Au Caire, les boucles, la liberté jusqu’au bout des cheveux
« Pour moi c’était beau » : pendant des années, Rola a lissé sa chevelure. Aujourd’hui, dans son salon pour cheveux crépus et bouclés, sa collègue Sara et elle accompagnent la « révolution » des codes de beauté qui a gagné l’Égypte.
« Des générations entières ont grandi avec des idéaux de beauté inadaptés » car renvoyant à des codes occidentaux, déplore Sara Safwat.
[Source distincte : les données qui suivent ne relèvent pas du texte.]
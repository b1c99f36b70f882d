pub mod builders;
pub mod component;
pub mod fake_backend;

// Re-export commonly used items
pub use builders::EventBuilder;
pub use component::ComponentTestHarness;
pub use fake_backend::FakeBackend;

use std::time::Duration;

pub const TEST_TERMINAL_WIDTH: u16 = 100;
pub const TEST_TERMINAL_HEIGHT: u16 = 30;
pub const TEST_TIMEOUT: Duration = Duration::from_secs(5);
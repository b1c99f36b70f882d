use std::sync::Arc;

use color_eyre::eyre::Result;
use crossterm::event::KeyEvent;
use ratatui::prelude::Rect;
use tokio::sync::mpsc::{self, UnboundedReceiver, UnboundedSender};

use crate::{
  action::Action,
  api::Backend,
  components::{
    connection_form::ConnectionForm, connections::Connections, dashboard::Dashboard, login::Login, shell,
    validation_form::ValidationForm, validations::Validations, Component, Frame,
  },
  config::Config,
  dispatch::Dispatcher,
  mode::Mode,
  router::{guard, Route},
  store::{AuthEvent, ConnectionEvent, Store, ValidationEvent},
  tui,
};

pub struct App {
  pub config: Config,
  pub tick_rate: f64,
  pub frame_rate: f64,
  pub components: Vec<Box<dyn Component>>,
  pub should_quit: bool,
  pub should_suspend: bool,
  pub mode: Mode,
  pub route: Route,
  pub store: Store,
  pub last_tick_key_events: Vec<KeyEvent>,
  action_tx: UnboundedSender<Action>,
  action_rx: UnboundedReceiver<Action>,
  dispatcher: Dispatcher,
}

impl App {
  pub fn new(config: Config, backend: Arc<dyn Backend>, tick_rate: f64, frame_rate: f64) -> Result<Self> {
    let (action_tx, action_rx) = mpsc::unbounded_channel();
    let dispatcher = Dispatcher::new(backend, action_tx.clone());
    let components: Vec<Box<dyn Component>> = vec![
      Box::new(Login::new()),
      Box::new(Dashboard::new()),
      Box::new(Connections::new()),
      Box::new(ConnectionForm::new()),
      Box::new(Validations::new()),
      Box::new(ValidationForm::new()),
    ];
    let mut app = Self {
      config,
      tick_rate,
      frame_rate,
      components,
      should_quit: false,
      should_suspend: false,
      mode: Mode::default(),
      route: Route::default(),
      store: Store::new(),
      last_tick_key_events: Vec::new(),
      action_tx,
      action_rx,
      dispatcher,
    };
    app.init()?;
    Ok(app)
  }

  fn init(&mut self) -> Result<()> {
    for component in self.components.iter_mut() {
      component.register_action_handler(self.action_tx.clone())?;
    }

    for component in self.components.iter_mut() {
      component.register_config_handler(self.config.clone())?;
    }

    for component in self.components.iter_mut() {
      component.init(Rect::default())?;
    }
    Ok(())
  }

  pub fn action_sender(&self) -> UnboundedSender<Action> {
    self.action_tx.clone()
  }

  pub fn try_next_action(&mut self) -> Option<Action> {
    self.action_rx.try_recv().ok()
  }

  pub async fn next_action(&mut self) -> Option<Action> {
    self.action_rx.recv().await
  }

  fn active_page(&self) -> Option<&dyn Component> {
    self.components.iter().find(|c| c.mode() == self.mode).map(|c| c.as_ref())
  }

  /// Routes a terminal event through the mode keymap and to the active page.
  pub fn handle_event(&mut self, event: tui::Event) -> Result<()> {
    let action_tx = self.action_tx.clone();
    match event {
      tui::Event::Quit => action_tx.send(Action::Quit)?,
      tui::Event::Tick => action_tx.send(Action::Tick)?,
      tui::Event::Render => action_tx.send(Action::Render)?,
      tui::Event::Resize(x, y) => action_tx.send(Action::Resize(x, y))?,
      tui::Event::Key(key) => {
        let captured = self.active_page().is_some_and(|page| page.captures_keys());
        if !captured {
          if let Some(action) = self.config.action_for(self.mode, &[key]) {
            log::info!("Got action: {action:?}");
            action_tx.send(action.clone())?;
          } else {
            // If the key was not handled as a single key action,
            // then consider it for multi-key combinations.
            self.last_tick_key_events.push(key);

            if let Some(action) = self.config.action_for(self.mode, &self.last_tick_key_events) {
              log::info!("Got action: {action:?}");
              action_tx.send(action.clone())?;
            }
          }
        }
      },
      _ => {},
    }

    let mode = self.mode;
    for component in self.components.iter_mut().filter(|c| c.mode() == mode) {
      if let Some(action) = component.handle_events(Some(event.clone()), &self.store)? {
        action_tx.send(action)?;
      }
    }
    Ok(())
  }

  /// Applies one action: app-level state first, then every page sees it.
  pub fn update(&mut self, action: Action) -> Result<()> {
    if action != Action::Tick && action != Action::Render {
      log::debug!("{action:?}");
    }

    let mut forward = action.clone();
    match action {
      Action::Tick => {
        self.last_tick_key_events.drain(..);
      },
      Action::Quit => self.should_quit = true,
      Action::Suspend => self.should_suspend = true,
      Action::Resume => self.should_suspend = false,
      Action::Error(ref message) => log::error!("{message}"),
      Action::Navigate(requested) => {
        let landed = guard(requested, self.store.is_authenticated());
        if landed != requested {
          log::info!("{requested} redirected to {landed}");
        }
        self.route = landed;
        self.mode = landed.mode();
        forward = Action::Navigate(landed);
      },
      Action::Store(event) => {
        self.store.reduce(event);
        let landed = guard(self.route, self.store.is_authenticated());
        if landed != self.route {
          self.action_tx.send(Action::Navigate(landed))?;
        }
      },
      Action::RestoreSession(ref token) => {
        self.store.reduce(AuthEvent::Restore(token.clone()).into());
        self.dispatcher.dispatch(&action);
      },
      Action::Logout => {
        self.store.reduce(AuthEvent::Logout.into());
        self.dispatcher.dispatch(&action);
        self.action_tx.send(Action::Navigate(Route::Login))?;
      },
      Action::ClearError => {
        self.store.reduce(AuthEvent::ClearError.into());
        self.store.reduce(ConnectionEvent::ClearError.into());
        self.store.reduce(ValidationEvent::ClearError.into());
      },
      Action::ClearTestResult => self.store.reduce(ConnectionEvent::ClearTestResult.into()),
      Action::Refresh => {
        let refetch = match self.route.section() {
          Route::Dashboard => vec![Action::FetchConnections, Action::FetchValidations],
          Route::Connections => vec![Action::FetchConnections],
          Route::Validations => vec![Action::FetchValidations],
          _ => Vec::new(),
        };
        for action in refetch {
          self.action_tx.send(action)?;
        }
      },
      ref request => {
        self.dispatcher.dispatch(request);
      },
    }

    for component in self.components.iter_mut() {
      if let Some(action) = component.update(forward.clone(), &self.store)? {
        self.action_tx.send(action)?
      };
    }
    Ok(())
  }

  /// Shell chrome plus the page for the current mode.
  pub fn draw(&mut self, f: &mut Frame<'_>) -> Result<()> {
    let mode = self.mode;
    let hints = self.active_page().map(|page| page.key_hints()).unwrap_or_default();
    let body = shell::draw(f, f.area(), self.route, &self.store, &hints);
    for component in self.components.iter_mut().filter(|c| c.mode() == mode) {
      component.draw(f, body, &self.store)?;
    }
    Ok(())
  }

  pub async fn run(&mut self, startup: Vec<Action>) -> Result<()> {
    let mut tui = tui::Tui::new()?.tick_rate(self.tick_rate).frame_rate(self.frame_rate).paste(true);
    tui.enter()?;

    for action in startup {
      self.action_tx.send(action)?;
    }

    loop {
      if let Some(e) = tui.next().await {
        self.handle_event(e)?;
      }

      while let Ok(action) = self.action_rx.try_recv() {
        match action {
          Action::Resize(w, h) => {
            tui.resize(Rect::new(0, 0, w, h))?;
            self.render(&mut tui)?;
          },
          Action::Render => self.render(&mut tui)?,
          _ => {},
        }
        self.update(action)?;
      }

      if self.should_suspend {
        tui.suspend()?;
        self.action_tx.send(Action::Resume)?;
        tui = tui::Tui::new()?.tick_rate(self.tick_rate).frame_rate(self.frame_rate).paste(true);
        tui.enter()?;
      } else if self.should_quit {
        tui.stop()?;
        break;
      }
    }
    tui.exit()?;
    Ok(())
  }

  fn render(&mut self, tui: &mut tui::Tui) -> Result<()> {
    let action_tx = self.action_tx.clone();
    tui.draw(|f| {
      if let Err(e) = self.draw(f) {
        let _ = action_tx.send(Action::Error(format!("Failed to draw: {e:?}")));
      }
    })?;
    Ok(())
  }
}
Et pendant des décennies, des millions d’Égyptiennes se sont religieusement lissé les cheveux.
Rola Amer reconnaît que « couper des cheveux bouclés prend plus de temps que des cheveux lisses » mais, après trois heures de coupe, sa cliente semble ravie.
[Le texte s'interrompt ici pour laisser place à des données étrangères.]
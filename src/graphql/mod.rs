//! GraphQL schema, resolvers and HTTP server.
//!
//! ## Usage
//!
//! ```bash
//! # Start the GraphQL server
//! mcu-graph serve --port 3000
//!
//! # Execute a query from the CLI
//! mcu-graph query '{ pictures { title characters { name } } }'
//! ```
//!
//! ## Schema
//!
//! - **Queries**: `characters`, `pictures`
//! - **Types**: `Character`, `Picture` (interface), `Movie`, `TvShow`, `Season`, `Episode`
//! - **Scalars**: `Date` (ISO-8601, `YYYY-MM-DD`)
//!
//! Relationship fields (`Character.pictures`, `Movie.characters`,
//! `TvShow.characters`) are resolved on demand from the shared catalog.

mod schema;
mod server;
mod types;

pub use schema::{McuSchema, QueryRoot, build_schema};
pub use server::{router, run_server, serve_with_shutdown};
pub use types::*;
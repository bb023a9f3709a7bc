use serde::{Deserialize, Serialize};
use std::fmt;

macro_rules! string_id {
    ($name:ident) => {
        #[derive(Debug, Clone, PartialEq, Eq, Hash, PartialOrd, Ord, Serialize, Deserialize)]
        #[serde(transparent)]
        pub struct $name(String);

        impl $name {
            pub fn new(id: impl Into<String>) -> Self {
                Self(id.into())
            }

            pub fn as_str(&self) -> &str {
                &self.0
            }
        }

        impl fmt::Display for $name {
            fn fmt(&self, f: &mut fmt::Formatter<'_>) -> fmt::Result {
                f.write_str(&self.0)
            }
        }

        impl From<&str> for $name {
            fn from(id: &str) -> Self {
                Self(id.to_string())
            }
        }

        impl From<String> for $name {
            fn from(id: String) -> Self {
                Self(id)
            }
        }
    };
}

string_id!(CharacterId);
string_id!(PictureId);

#[derive(Debug, Clone, Copy, PartialEq, Eq, Serialize, Deserialize)]
#[serde(rename_all = "kebab-case")]
pub enum PictureKind {
    Movie,
    TvShow,
}

impl fmt::Display for PictureKind {
    fn fmt(&self, f: &mut fmt::Formatter<'_>) -> fmt::Result {
        match self {
            PictureKind::Movie => write!(f, "movie"),
            PictureKind::TvShow => write!(f, "tv-show"),
        }
    }
}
Créé en 2018, The Curly Studio est, affirme Sara, le premier salon d’Égypte à avoir embrassé le mouvement « cheveux naturels ».
Dans cet établissement d’une banlieue chic du Caire, les bigoudis ont remplacé les fers à lisser et les cheveux sont coupés à sec pour préserver la forme des boucles.
Car le lissage peut être dangereux, rappelle Sara, 38 ans. « Une fois, une maman a amené sa fille de 3 ans : après un traitement chimique pour avoir les cheveux lisses, ils tombaient tous », dit-elle à l’AFP.
Rola elle-même avoue qu’à l’époque, le lissage était « la norme » et qu’elle avait le sentiment que ses cheveux naturels faisaient « négligé », dit-elle en rajustant sa frange désormais bouclée.
« Tu vas venir comme ça ? » était la question inévitable aux entretiens d’embauche, renchérit Sara. Mais même si ses cheveux étaient considérés comme « pas professionnels », elle a continué à arborer ses boucles au travail.
« Un réel mouvement social »
Au début des années 2000, la chanteuse libanaise Myriam Fares était l’une des seules icônes aux cheveux bouclés du monde arabe.
Au même moment pourtant, aux États-Unis, le mouvement nappy appelait les femmes noires à garder leurs cheveux crépus.
En Égypte, en 2012, l’actrice Dina el Sherbiny a été l’une des rares à briser un tabou : elle a étalé ses boucles dans la série à succès Hekayat banat (histoires de filles).
Dix ans plus tard, les boucles sont omniprésentes dans les rues du Caire, dans les séries et sur les panneaux publicitaires.
« Beaucoup de grandes marques ont sorti des produits pour cheveux bouclés car elles ont senti que c’était une part incontournable de la clientèle »
- Mariam Ashraf, influenceuse
L’Égypto-Palestinienne May Calamawy exhibe même les siennes à Hollywood dans la série Moon Knight.
« Il y a eu un réel mouvement social », explique à l’AFP Doaa Gawish, qui a lancé en 2016 The Hair Addict, un groupe Facebook dédié aux cheveux naturels.
En un été, il est passé de 5 000 à 80 000 membres alors que le marché local des cosmétiques grimpait de 18 %.
Pour suivre la tendance bio et bouclée, Doaa Gawish lançait deux ans plus tard son entreprise éponyme de soins capillaires.
« Beaucoup de grandes marques ont sorti des produits pour cheveux bouclés car elles ont senti que c’était une part incontournable de la clientèle », affirme-t-elle.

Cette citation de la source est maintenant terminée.